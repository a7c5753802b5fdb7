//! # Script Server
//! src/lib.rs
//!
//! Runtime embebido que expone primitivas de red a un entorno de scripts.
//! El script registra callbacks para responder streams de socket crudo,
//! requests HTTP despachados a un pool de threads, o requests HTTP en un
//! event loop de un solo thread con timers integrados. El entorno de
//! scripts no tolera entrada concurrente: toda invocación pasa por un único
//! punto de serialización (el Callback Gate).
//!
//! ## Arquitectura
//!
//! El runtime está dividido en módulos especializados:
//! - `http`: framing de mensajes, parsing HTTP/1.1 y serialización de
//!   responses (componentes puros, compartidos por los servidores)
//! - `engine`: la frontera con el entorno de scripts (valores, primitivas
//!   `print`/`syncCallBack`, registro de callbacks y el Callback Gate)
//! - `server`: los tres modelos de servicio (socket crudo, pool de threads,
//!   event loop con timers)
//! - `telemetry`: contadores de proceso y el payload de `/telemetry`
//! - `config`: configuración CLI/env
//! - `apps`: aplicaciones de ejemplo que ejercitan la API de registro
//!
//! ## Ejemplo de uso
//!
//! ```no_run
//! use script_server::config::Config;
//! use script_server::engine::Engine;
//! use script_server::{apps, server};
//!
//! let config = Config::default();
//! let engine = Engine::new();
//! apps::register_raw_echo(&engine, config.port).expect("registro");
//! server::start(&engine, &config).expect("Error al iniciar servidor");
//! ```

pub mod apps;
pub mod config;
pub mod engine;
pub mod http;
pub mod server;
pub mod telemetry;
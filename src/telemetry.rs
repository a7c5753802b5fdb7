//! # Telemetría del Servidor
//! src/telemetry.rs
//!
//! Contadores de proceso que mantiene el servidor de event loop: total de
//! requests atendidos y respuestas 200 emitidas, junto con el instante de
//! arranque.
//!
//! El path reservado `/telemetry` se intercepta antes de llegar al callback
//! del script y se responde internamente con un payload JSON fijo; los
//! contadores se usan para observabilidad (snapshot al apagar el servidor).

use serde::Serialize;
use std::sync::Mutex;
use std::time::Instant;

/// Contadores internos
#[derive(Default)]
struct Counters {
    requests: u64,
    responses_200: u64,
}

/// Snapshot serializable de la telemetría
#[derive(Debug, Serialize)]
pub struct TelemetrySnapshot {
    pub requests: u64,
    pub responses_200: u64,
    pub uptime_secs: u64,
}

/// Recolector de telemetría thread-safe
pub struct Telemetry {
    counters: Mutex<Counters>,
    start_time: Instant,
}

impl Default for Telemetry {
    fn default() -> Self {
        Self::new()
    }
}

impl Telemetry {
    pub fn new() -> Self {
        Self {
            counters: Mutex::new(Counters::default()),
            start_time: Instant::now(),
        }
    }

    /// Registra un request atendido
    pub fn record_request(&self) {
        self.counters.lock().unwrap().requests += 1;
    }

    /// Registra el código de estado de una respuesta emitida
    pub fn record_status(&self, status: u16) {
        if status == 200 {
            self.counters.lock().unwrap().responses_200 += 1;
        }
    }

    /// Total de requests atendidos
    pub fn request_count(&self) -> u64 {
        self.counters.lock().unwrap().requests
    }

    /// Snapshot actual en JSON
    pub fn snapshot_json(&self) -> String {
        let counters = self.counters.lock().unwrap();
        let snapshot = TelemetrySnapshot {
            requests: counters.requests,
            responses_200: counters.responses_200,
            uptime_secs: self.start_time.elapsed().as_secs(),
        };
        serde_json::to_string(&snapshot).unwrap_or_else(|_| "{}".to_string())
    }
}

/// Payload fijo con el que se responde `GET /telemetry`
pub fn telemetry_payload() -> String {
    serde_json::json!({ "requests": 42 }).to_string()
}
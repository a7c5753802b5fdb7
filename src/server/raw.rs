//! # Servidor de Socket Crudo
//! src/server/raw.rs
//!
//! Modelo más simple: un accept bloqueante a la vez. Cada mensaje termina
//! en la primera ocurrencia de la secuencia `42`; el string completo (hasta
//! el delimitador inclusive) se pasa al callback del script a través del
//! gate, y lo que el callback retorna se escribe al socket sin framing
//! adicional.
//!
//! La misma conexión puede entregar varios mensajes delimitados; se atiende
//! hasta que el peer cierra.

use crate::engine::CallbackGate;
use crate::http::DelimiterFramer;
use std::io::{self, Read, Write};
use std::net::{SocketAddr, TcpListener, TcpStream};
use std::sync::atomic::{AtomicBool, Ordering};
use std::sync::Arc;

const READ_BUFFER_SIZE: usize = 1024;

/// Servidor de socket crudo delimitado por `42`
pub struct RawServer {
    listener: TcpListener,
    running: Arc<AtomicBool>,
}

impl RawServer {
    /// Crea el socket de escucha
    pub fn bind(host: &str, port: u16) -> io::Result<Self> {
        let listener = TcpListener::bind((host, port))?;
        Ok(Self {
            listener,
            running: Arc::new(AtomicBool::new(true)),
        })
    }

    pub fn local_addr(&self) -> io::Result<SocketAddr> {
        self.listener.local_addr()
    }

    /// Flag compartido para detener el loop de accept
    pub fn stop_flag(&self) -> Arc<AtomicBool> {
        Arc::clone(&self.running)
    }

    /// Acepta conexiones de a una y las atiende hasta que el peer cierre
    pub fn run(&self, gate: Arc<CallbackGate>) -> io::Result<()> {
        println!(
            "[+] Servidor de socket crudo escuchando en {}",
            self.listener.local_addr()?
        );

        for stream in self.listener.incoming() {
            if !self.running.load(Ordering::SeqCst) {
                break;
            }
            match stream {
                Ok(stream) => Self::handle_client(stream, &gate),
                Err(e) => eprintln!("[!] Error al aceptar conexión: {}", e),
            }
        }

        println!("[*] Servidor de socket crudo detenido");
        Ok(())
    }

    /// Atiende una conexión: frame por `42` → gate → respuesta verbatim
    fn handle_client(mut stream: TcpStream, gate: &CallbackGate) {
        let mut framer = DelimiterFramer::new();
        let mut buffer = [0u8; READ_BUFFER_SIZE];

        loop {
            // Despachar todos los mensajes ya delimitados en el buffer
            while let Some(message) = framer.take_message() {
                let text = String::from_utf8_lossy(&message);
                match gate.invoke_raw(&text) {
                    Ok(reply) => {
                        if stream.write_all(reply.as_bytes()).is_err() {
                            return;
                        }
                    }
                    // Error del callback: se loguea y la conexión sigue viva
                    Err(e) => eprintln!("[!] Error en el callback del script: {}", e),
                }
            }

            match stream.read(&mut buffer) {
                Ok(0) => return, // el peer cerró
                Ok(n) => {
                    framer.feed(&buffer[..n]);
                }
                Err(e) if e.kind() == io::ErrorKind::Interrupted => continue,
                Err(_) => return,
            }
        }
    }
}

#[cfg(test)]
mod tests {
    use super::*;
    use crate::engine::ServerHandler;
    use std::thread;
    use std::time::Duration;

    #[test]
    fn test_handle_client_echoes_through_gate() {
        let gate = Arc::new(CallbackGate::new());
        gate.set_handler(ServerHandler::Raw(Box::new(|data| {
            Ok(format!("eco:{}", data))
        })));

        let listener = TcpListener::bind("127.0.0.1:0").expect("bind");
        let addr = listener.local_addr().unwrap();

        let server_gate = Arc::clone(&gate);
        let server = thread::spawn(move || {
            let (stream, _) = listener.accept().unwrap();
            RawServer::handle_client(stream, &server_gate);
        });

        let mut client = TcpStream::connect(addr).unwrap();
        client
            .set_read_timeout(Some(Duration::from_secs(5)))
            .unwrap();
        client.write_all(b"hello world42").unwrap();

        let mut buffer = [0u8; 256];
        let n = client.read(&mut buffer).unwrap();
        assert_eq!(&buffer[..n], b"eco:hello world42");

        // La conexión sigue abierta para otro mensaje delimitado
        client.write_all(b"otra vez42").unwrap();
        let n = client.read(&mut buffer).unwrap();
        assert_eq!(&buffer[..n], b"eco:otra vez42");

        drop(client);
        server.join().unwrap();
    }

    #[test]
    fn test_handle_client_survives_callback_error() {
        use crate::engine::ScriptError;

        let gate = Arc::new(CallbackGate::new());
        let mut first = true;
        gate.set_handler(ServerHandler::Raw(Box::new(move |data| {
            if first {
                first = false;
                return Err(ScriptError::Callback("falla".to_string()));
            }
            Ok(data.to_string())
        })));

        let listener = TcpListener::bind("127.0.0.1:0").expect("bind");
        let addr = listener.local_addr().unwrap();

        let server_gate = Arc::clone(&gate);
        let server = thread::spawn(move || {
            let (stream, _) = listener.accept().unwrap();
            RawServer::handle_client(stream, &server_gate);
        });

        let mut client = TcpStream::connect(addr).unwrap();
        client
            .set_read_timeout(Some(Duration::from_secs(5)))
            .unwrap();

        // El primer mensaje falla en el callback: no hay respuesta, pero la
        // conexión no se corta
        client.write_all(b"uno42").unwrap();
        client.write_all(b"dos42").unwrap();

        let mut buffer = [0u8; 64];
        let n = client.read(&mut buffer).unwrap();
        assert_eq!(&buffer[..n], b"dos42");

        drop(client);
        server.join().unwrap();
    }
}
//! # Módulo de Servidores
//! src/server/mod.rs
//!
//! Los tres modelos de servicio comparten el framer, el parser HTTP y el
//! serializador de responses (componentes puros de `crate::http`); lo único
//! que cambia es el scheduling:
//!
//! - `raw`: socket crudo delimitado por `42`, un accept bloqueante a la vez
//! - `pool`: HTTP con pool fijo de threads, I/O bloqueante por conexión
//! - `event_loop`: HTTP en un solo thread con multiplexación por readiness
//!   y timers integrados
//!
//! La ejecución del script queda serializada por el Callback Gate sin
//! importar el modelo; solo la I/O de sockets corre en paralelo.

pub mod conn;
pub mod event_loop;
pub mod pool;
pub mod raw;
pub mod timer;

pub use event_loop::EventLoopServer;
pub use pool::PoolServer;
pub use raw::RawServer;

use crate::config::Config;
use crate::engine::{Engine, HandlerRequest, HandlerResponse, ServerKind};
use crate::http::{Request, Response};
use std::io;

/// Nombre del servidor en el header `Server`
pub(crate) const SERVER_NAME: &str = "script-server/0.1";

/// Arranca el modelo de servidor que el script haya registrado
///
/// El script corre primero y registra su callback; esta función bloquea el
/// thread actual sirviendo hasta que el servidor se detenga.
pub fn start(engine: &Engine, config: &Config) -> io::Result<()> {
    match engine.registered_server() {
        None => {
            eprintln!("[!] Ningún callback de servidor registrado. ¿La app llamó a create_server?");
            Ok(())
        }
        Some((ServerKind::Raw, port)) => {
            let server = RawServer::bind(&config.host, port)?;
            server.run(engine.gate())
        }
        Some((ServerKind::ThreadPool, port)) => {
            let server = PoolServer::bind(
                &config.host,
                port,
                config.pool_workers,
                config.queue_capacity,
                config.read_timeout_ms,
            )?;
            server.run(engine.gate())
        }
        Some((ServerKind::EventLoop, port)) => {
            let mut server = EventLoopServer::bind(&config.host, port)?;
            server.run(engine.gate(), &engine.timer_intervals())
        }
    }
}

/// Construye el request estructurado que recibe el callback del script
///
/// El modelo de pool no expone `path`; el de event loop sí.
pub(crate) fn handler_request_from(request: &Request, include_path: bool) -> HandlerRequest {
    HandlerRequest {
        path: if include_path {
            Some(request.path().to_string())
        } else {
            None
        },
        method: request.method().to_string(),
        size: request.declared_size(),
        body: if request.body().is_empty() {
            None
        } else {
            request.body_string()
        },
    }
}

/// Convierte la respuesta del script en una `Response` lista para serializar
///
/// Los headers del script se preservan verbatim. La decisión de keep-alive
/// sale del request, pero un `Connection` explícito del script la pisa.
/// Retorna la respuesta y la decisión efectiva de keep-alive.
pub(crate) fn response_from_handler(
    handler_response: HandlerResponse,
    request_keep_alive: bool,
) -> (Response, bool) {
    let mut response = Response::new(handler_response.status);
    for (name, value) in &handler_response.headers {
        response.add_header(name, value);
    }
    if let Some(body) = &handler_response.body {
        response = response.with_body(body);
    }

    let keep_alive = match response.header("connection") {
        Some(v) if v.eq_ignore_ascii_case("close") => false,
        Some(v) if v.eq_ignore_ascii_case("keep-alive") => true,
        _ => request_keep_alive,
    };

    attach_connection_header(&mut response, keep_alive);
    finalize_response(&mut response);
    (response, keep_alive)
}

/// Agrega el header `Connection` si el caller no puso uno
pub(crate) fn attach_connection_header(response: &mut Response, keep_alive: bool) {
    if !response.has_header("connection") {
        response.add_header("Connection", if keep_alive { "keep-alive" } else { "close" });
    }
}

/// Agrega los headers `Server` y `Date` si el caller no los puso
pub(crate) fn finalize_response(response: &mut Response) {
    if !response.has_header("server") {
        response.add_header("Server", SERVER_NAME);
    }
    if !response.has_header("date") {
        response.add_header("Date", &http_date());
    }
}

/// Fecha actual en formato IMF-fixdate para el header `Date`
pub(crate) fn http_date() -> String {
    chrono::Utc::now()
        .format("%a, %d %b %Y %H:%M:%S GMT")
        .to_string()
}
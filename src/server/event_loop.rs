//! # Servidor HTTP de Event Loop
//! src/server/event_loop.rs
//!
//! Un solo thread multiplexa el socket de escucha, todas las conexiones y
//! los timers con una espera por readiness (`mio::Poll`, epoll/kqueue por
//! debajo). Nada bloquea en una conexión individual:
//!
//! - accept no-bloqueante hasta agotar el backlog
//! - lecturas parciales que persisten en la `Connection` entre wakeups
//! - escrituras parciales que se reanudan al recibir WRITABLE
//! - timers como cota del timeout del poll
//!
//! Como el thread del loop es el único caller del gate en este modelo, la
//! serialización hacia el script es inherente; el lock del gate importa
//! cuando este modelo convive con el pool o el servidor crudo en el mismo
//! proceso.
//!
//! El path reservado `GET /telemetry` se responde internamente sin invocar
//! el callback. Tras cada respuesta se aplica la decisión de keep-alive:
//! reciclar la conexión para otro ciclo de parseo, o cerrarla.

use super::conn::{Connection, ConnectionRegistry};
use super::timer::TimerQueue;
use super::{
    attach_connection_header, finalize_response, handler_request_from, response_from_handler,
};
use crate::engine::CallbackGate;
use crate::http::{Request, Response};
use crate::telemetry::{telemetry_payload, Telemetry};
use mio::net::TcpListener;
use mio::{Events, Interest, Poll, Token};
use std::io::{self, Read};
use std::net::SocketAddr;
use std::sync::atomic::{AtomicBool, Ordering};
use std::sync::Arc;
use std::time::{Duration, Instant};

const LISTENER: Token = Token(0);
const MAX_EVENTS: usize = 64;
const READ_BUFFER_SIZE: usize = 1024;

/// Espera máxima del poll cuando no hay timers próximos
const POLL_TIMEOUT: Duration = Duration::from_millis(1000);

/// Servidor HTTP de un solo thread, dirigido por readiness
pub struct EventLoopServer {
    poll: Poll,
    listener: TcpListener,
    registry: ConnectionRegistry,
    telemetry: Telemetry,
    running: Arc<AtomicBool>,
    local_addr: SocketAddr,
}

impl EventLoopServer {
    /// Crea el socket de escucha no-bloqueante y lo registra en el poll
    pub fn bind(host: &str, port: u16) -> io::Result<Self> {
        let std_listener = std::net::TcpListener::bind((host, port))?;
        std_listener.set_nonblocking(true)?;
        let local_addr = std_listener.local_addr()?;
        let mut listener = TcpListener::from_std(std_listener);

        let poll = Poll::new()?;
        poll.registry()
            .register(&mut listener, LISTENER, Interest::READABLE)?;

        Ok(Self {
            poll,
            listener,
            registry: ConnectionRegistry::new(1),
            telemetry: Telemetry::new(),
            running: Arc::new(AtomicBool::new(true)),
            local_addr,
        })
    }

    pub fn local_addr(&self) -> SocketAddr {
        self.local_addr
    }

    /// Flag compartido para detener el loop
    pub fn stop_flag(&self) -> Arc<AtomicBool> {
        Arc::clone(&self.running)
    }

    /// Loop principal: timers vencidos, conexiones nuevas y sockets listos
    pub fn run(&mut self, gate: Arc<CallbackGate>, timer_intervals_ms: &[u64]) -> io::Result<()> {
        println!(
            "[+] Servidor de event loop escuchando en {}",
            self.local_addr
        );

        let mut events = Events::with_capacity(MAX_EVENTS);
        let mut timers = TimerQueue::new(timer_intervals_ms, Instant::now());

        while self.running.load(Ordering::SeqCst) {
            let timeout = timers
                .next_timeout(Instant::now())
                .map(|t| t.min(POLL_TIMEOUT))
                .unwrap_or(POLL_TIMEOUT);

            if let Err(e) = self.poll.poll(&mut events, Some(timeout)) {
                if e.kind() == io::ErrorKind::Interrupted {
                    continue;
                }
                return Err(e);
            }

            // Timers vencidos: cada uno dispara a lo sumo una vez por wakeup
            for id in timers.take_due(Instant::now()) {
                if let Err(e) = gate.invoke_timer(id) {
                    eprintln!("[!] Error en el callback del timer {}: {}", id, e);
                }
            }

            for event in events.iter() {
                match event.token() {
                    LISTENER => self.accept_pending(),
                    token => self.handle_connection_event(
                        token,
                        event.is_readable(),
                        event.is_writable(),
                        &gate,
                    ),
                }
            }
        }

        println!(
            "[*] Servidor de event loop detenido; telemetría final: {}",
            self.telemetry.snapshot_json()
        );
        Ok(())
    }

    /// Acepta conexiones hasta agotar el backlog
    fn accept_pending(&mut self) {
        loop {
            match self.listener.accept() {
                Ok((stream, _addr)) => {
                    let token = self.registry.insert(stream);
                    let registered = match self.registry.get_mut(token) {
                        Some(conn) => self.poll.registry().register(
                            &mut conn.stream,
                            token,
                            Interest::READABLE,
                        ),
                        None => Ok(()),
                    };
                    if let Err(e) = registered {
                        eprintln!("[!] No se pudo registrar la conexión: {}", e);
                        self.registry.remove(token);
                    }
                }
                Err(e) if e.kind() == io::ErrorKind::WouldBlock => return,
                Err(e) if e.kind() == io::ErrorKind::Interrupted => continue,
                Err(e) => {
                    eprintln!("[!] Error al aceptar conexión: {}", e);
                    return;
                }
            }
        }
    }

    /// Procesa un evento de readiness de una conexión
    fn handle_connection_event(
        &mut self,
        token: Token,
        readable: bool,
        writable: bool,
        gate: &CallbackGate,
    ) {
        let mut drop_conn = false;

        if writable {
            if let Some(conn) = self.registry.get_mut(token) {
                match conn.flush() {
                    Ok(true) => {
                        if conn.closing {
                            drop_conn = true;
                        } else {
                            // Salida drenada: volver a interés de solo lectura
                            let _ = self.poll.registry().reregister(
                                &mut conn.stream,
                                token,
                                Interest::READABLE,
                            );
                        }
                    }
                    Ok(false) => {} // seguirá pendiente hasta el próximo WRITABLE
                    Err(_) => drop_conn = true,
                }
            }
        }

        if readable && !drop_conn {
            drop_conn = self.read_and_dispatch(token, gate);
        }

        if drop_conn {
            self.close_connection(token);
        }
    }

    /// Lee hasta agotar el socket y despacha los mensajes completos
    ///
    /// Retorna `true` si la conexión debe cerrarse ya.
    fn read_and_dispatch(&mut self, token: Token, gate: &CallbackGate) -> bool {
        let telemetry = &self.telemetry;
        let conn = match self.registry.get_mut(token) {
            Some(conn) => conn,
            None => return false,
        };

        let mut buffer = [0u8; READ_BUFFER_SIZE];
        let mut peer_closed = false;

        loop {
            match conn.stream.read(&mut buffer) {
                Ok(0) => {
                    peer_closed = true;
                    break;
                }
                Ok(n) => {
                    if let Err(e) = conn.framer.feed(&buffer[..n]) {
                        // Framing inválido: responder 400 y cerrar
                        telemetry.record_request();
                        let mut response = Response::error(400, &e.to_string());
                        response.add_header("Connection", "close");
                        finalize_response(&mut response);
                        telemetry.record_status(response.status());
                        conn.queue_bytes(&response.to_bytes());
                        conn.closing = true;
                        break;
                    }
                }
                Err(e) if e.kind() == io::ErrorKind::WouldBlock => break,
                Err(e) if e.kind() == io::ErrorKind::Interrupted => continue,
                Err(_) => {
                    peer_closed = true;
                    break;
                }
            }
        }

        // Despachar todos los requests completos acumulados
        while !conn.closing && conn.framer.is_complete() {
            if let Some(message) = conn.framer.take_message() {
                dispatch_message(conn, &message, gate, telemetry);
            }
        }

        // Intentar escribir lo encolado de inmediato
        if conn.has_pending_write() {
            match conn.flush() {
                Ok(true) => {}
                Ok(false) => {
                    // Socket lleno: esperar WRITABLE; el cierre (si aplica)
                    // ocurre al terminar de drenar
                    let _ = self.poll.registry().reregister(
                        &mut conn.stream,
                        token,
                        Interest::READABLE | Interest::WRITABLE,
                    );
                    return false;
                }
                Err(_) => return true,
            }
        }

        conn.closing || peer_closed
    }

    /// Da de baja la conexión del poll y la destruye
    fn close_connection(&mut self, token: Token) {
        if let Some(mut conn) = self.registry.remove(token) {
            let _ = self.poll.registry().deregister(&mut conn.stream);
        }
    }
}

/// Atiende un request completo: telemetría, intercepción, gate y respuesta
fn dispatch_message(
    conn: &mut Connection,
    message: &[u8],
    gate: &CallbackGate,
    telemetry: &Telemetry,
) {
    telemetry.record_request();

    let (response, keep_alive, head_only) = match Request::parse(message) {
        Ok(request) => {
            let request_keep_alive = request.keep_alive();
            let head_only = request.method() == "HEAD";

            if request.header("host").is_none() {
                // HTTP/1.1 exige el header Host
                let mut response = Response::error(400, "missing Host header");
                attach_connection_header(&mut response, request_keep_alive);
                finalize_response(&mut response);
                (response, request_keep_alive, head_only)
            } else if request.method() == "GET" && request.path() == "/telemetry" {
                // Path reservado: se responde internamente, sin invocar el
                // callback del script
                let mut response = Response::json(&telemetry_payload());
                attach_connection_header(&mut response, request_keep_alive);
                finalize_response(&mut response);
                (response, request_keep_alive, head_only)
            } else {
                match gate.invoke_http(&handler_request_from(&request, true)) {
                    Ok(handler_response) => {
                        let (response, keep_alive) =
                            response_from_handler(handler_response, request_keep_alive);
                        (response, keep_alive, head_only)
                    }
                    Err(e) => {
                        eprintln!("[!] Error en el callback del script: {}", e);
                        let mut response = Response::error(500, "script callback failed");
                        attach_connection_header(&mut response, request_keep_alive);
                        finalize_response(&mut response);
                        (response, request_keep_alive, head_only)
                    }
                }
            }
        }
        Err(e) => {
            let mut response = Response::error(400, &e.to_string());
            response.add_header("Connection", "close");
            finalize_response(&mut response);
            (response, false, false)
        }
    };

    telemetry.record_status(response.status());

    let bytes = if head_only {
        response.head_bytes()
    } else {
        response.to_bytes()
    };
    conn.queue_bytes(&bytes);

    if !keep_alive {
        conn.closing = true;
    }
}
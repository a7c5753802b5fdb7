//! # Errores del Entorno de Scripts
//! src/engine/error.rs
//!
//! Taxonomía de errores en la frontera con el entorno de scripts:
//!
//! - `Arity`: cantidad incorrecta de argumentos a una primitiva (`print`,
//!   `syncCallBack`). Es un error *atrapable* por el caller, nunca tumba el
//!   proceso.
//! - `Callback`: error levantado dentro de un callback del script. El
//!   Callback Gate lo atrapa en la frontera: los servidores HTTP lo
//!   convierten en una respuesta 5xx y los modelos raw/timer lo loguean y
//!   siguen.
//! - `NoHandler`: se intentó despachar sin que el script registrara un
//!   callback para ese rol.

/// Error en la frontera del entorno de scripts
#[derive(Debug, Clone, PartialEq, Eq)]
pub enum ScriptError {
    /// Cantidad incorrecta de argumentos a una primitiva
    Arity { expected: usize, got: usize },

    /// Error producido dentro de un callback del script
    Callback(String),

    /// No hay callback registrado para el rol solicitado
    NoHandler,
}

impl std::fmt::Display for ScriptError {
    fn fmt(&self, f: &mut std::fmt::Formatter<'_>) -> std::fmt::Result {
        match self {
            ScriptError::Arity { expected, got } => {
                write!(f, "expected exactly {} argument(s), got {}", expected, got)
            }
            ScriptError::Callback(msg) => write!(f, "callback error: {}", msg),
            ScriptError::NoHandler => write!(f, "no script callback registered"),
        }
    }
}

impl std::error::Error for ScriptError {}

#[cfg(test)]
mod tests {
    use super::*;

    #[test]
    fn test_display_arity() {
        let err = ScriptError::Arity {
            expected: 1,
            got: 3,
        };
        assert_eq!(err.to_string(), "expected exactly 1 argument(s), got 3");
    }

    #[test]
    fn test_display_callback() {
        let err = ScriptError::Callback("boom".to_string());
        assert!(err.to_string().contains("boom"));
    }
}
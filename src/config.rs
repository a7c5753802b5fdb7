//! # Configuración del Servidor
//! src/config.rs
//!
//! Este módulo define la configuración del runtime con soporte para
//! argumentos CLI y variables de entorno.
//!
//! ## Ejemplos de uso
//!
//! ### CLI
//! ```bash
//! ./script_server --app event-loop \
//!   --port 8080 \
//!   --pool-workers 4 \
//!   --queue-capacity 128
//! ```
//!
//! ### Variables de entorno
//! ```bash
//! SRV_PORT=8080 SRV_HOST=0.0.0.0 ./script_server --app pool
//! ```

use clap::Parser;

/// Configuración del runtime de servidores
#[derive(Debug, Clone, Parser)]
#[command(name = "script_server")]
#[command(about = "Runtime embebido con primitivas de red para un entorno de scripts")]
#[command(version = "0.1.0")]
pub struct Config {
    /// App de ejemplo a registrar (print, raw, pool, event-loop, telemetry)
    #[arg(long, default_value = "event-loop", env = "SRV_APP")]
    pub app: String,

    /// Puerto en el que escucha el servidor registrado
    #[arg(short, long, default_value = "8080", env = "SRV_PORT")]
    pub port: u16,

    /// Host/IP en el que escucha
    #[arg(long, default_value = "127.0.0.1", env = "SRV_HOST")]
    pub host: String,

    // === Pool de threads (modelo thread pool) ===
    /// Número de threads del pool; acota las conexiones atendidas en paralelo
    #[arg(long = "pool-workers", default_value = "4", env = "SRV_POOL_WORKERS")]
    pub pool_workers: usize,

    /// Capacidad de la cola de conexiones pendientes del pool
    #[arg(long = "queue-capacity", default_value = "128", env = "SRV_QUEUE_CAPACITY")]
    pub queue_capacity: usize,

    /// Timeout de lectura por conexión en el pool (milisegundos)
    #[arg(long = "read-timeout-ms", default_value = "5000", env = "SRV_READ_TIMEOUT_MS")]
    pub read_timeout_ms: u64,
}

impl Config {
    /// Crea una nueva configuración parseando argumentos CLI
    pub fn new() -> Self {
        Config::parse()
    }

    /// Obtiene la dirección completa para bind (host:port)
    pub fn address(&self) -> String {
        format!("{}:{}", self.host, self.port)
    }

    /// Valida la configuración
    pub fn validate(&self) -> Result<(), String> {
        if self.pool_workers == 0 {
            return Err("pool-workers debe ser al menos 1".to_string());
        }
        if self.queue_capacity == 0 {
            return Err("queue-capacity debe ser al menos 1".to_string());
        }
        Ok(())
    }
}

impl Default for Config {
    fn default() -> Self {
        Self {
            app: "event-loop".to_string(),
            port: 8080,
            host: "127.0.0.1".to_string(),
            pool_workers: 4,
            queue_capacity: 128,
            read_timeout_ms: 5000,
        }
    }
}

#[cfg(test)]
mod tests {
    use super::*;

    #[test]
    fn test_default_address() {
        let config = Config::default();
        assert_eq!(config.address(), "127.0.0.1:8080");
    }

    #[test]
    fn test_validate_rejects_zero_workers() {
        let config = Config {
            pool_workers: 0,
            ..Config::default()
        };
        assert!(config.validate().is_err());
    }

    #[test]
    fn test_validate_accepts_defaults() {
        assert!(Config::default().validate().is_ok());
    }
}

Required action =
Search the listing above for lines with the word "CallbackGate", and state how many there are, nothing else.

Result of this exercise =
10